Stored records:
══════════

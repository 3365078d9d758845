//! The donations listing page: filter controls, the donation table and the
//! statistics card.

use std::sync::{Arc, Mutex};

use axum::{
    extract::{FromRef, Query, State},
    response::{IntoResponse, Response},
};
use maud::{Markup, html};
use serde::Deserialize;

use crate::{
    AppState, Error, endpoints,
    html::{
        BUTTON_DELETE_STYLE, BUTTON_PRIMARY_STYLE, CARD_STYLE, FORM_SELECT_STYLE, LINK_STYLE,
        PAGE_CONTAINER_STYLE, TABLE_CELL_STYLE, TABLE_HEADER_STYLE, TABLE_ROW_STYLE,
        TYPE_BADGE_STYLE, base, format_currency,
    },
    navigation::NavBar,
};

use super::{
    domain::{Donation, DonationType},
    store::{DonationStore, DonationTotals},
};

/// The state needed for the donations listing page.
#[derive(Debug, Clone)]
pub struct DonationsPageState {
    /// The shared donation store.
    pub donations: Arc<Mutex<DonationStore>>,
}

impl FromRef<AppState> for DonationsPageState {
    fn from_ref(state: &AppState) -> Self {
        Self {
            donations: state.donations.clone(),
        }
    }
}

/// The query parameters for the donations page.
#[derive(Debug, Default, Deserialize)]
pub struct DonationsQuery {
    /// The donation type to filter by. Absent, empty, or the literal "all"
    /// means no filter.
    #[serde(default, rename = "type")]
    donation_type: Option<String>,
}

impl DonationsQuery {
    fn filter(&self) -> Option<DonationType> {
        match self.donation_type.as_deref() {
            None | Some("") | Some("all") => None,
            Some(value) => DonationType::new(value).ok(),
        }
    }
}

/// A donation with its formatted URLs for template rendering.
#[derive(Debug, Clone)]
struct DonationRow {
    donation: Donation,
    edit_url: String,
    delete_url: String,
}

/// Render the donations listing page.
///
/// The same filter restricts both the table and the statistics card, so the
/// totals always describe what is on screen.
pub async fn get_donations_page(
    Query(query): Query<DonationsQuery>,
    State(state): State<DonationsPageState>,
) -> Result<Response, Error> {
    let donations = state
        .donations
        .lock()
        .inspect_err(|error| tracing::error!("could not acquire store lock: {error}"))
        .map_err(|_| Error::StoreLockError)?;

    let filter = query.filter();
    let rows = donations
        .list(filter.as_ref())
        .into_iter()
        .map(|donation| DonationRow {
            edit_url: endpoints::format_endpoint(endpoints::EDIT_DONATION_VIEW, donation.id),
            delete_url: endpoints::format_endpoint(endpoints::DELETE_DONATION, donation.id),
            donation,
        })
        .collect::<Vec<_>>();
    let totals = donations.stats(filter.as_ref());
    let available_types = donations.types();

    Ok(donations_view(&rows, totals, filter.as_ref(), &available_types).into_response())
}

fn donations_view(
    rows: &[DonationRow],
    totals: DonationTotals,
    filter: Option<&DonationType>,
    available_types: &[DonationType],
) -> Markup {
    let new_donation_route = endpoints::NEW_DONATION_VIEW;
    let nav_bar = NavBar::new(endpoints::DONATIONS_VIEW).into_html();

    let table_row = |row: &DonationRow| {
        html!(
            tr class=(TABLE_ROW_STYLE)
            {
                td class=(TABLE_CELL_STYLE)
                {
                    (row.donation.donor_name)
                }

                td class=(TABLE_CELL_STYLE)
                {
                    span class=(TYPE_BADGE_STYLE)
                    {
                        (row.donation.donation_type)
                    }
                }

                td class=(TABLE_CELL_STYLE)
                {
                    (format_currency(row.donation.amount))
                }

                td class=(TABLE_CELL_STYLE)
                {
                    (row.donation.date)
                }

                td class=(TABLE_CELL_STYLE)
                {
                    div class="flex gap-4"
                    {
                        a href=(row.edit_url) class=(LINK_STYLE)
                        {
                            "Edit"
                        }

                        button
                            hx-delete=(row.delete_url)
                            hx-confirm={
                                "Are you sure you want to delete the donation from '"
                                (row.donation.donor_name) "'?"
                            }
                            hx-target="closest tr"
                            hx-target-error="#alert-container"
                            hx-swap="delete"
                            class=(BUTTON_DELETE_STYLE)
                        {
                            "Delete"
                        }
                    }
                }
            }
        )
    };

    let empty_message = if filter.is_some() {
        "No donations of this type."
    } else {
        "No donations recorded yet."
    };

    let content = html!(
        (nav_bar)

        main class=(PAGE_CONTAINER_STYLE)
        {
            div class="w-full lg:max-w-5xl space-y-4"
            {
                div class="flex justify-between flex-wrap items-end"
                {
                    h1 class="text-xl font-bold" { "Donations" }

                    a href=(new_donation_route) class=(LINK_STYLE)
                    {
                        "Record Donation"
                    }
                }

                (filter_controls(filter, available_types))

                (statistics_card(totals, filter))

                div class="rounded overflow-hidden dark:bg-gray-800"
                {
                    table class="w-full text-sm text-left rtl:text-right
                        text-gray-500 dark:text-gray-400"
                    {
                        thead class=(TABLE_HEADER_STYLE)
                        {
                            tr
                            {
                                th scope="col" class=(TABLE_CELL_STYLE) { "Donor" }
                                th scope="col" class=(TABLE_CELL_STYLE) { "Type" }
                                th scope="col" class=(TABLE_CELL_STYLE) { "Amount" }
                                th scope="col" class=(TABLE_CELL_STYLE) { "Date" }
                                th scope="col" class=(TABLE_CELL_STYLE) { "Actions" }
                            }
                        }

                        tbody
                        {
                            @if rows.is_empty() {
                                tr class=(TABLE_ROW_STYLE)
                                {
                                    td colspan="5" class=(TABLE_CELL_STYLE)
                                    {
                                        (empty_message) " "
                                        a href=(new_donation_route) class=(LINK_STYLE)
                                        {
                                            "Record a donation"
                                        }
                                    }
                                }
                            }

                            @for row in rows {
                                (table_row(row))
                            }
                        }
                    }
                }
            }
        }
    );

    base("Donations", &content)
}

fn filter_controls(filter: Option<&DonationType>, available_types: &[DonationType]) -> Markup {
    html!(
        form
            method="get"
            action=(endpoints::DONATIONS_VIEW)
            class="flex items-end gap-4"
        {
            div class="grow"
            {
                label
                    for="type"
                    class="block mb-2 text-sm font-medium"
                {
                    "Filter by type"
                }

                select id="type" name="type" class=(FORM_SELECT_STYLE)
                {
                    option value="all" selected[filter.is_none()] { "All" }

                    @for donation_type in available_types {
                        option
                            value=(donation_type)
                            selected[filter == Some(donation_type)]
                        {
                            (donation_type)
                        }
                    }
                }
            }

            button type="submit" class=(BUTTON_PRIMARY_STYLE) style="width: auto"
            {
                "Apply"
            }
        }
    )
}

fn statistics_card(totals: DonationTotals, filter: Option<&DonationType>) -> Markup {
    let filter_label = filter
        .map(|donation_type| donation_type.to_string())
        .unwrap_or_else(|| "all".to_string());

    html!(
        section class=(CARD_STYLE)
        {
            h2 class="text-lg font-bold" { "Donation Statistics" }

            p
            {
                strong { "Total of Type (" (filter_label) "): " }
                span id="filtered-total" { (format_currency(totals.total)) }
            }

            p
            {
                strong { "Number of Donations: " }
                span id="filtered-count" { (totals.count) }
            }
        }
    )
}

#[cfg(test)]
mod donations_page_tests {
    use std::sync::{Arc, Mutex};

    use axum::extract::{Query, State};
    use scraper::{Html, Selector};
    use time::macros::date;

    use crate::{
        DonationStore,
        donation::{DonationForm, get_donations_page, list::DonationsPageState},
        test_utils::{assert_valid_html, parse_html_document},
    };

    use super::DonationsQuery;

    fn get_page_state(store: DonationStore) -> DonationsPageState {
        DonationsPageState {
            donations: Arc::new(Mutex::new(store)),
        }
    }

    fn store_with_alice_and_bob() -> DonationStore {
        let mut store = DonationStore::new();
        store
            .add(&DonationForm {
                donor_name: "Alice".to_string(),
                donation_type: "money".to_string(),
                amount: 50.0,
                date: date!(2024 - 01 - 10),
            })
            .unwrap();
        store
            .add(&DonationForm {
                donor_name: "Bob".to_string(),
                donation_type: "food".to_string(),
                amount: 20.0,
                date: date!(2024 - 01 - 11),
            })
            .unwrap();

        store
    }

    fn query(donation_type: Option<&str>) -> Query<DonationsQuery> {
        Query(DonationsQuery {
            donation_type: donation_type.map(|value| value.to_string()),
        })
    }

    fn table_body_rows(html: &Html) -> Vec<String> {
        let row_selector = Selector::parse("tbody tr").unwrap();
        html.select(&row_selector)
            .map(|row| row.text().collect::<Vec<_>>().join(" "))
            .collect()
    }

    #[tokio::test]
    async fn empty_store_renders_empty_state() {
        let state = get_page_state(DonationStore::new());

        let response = get_donations_page(query(None), State(state)).await.unwrap();

        let html = parse_html_document(response).await;
        assert_valid_html(&html);

        let rows = table_body_rows(&html);
        assert_eq!(rows.len(), 1);
        assert!(rows[0].contains("No donations recorded yet."));
    }

    #[tokio::test]
    async fn lists_donations_in_insertion_order() {
        let state = get_page_state(store_with_alice_and_bob());

        let response = get_donations_page(query(None), State(state)).await.unwrap();

        let html = parse_html_document(response).await;
        assert_valid_html(&html);

        let rows = table_body_rows(&html);
        assert_eq!(rows.len(), 2);
        assert!(rows[0].contains("Alice") && rows[0].contains("$50.00"));
        assert!(rows[1].contains("Bob") && rows[1].contains("$20.00"));
    }

    #[tokio::test]
    async fn filter_restricts_rows_and_statistics() {
        let state = get_page_state(store_with_alice_and_bob());

        let response = get_donations_page(query(Some("money")), State(state))
            .await
            .unwrap();

        let html = parse_html_document(response).await;
        assert_valid_html(&html);

        let rows = table_body_rows(&html);
        assert_eq!(rows.len(), 1);
        assert!(rows[0].contains("Alice"));

        assert_statistic(&html, "#filtered-total", "$50.00");
        assert_statistic(&html, "#filtered-count", "1");
    }

    #[tokio::test]
    async fn all_filter_shows_everything() {
        let state = get_page_state(store_with_alice_and_bob());

        let response = get_donations_page(query(Some("all")), State(state))
            .await
            .unwrap();

        let html = parse_html_document(response).await;
        let rows = table_body_rows(&html);
        assert_eq!(rows.len(), 2);

        assert_statistic(&html, "#filtered-total", "$70.00");
        assert_statistic(&html, "#filtered-count", "2");
    }

    #[tokio::test]
    async fn filter_menu_offers_types_present_in_store() {
        let state = get_page_state(store_with_alice_and_bob());

        let response = get_donations_page(query(None), State(state)).await.unwrap();

        let html = parse_html_document(response).await;
        let option_selector = Selector::parse("select[name='type'] option").unwrap();
        let options: Vec<String> = html
            .select(&option_selector)
            .map(|option| option.text().collect::<Vec<_>>().join(""))
            .collect();

        assert_eq!(options, vec!["All", "money", "food"]);
    }

    #[track_caller]
    fn assert_statistic(html: &Html, selector: &str, want: &str) {
        let selector = Selector::parse(selector).unwrap();
        let got: String = html
            .select(&selector)
            .next()
            .unwrap_or_else(|| panic!("No element found for {selector:?}"))
            .text()
            .collect();

        assert_eq!(want, got.trim());
    }
}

══════════

### Exercise brief
In the data above, which lines have "strong"? Report each of them.

### Your response
                strong { "Total of Type (" (filter_label) "): " }
                strong { "Number of Donations: " }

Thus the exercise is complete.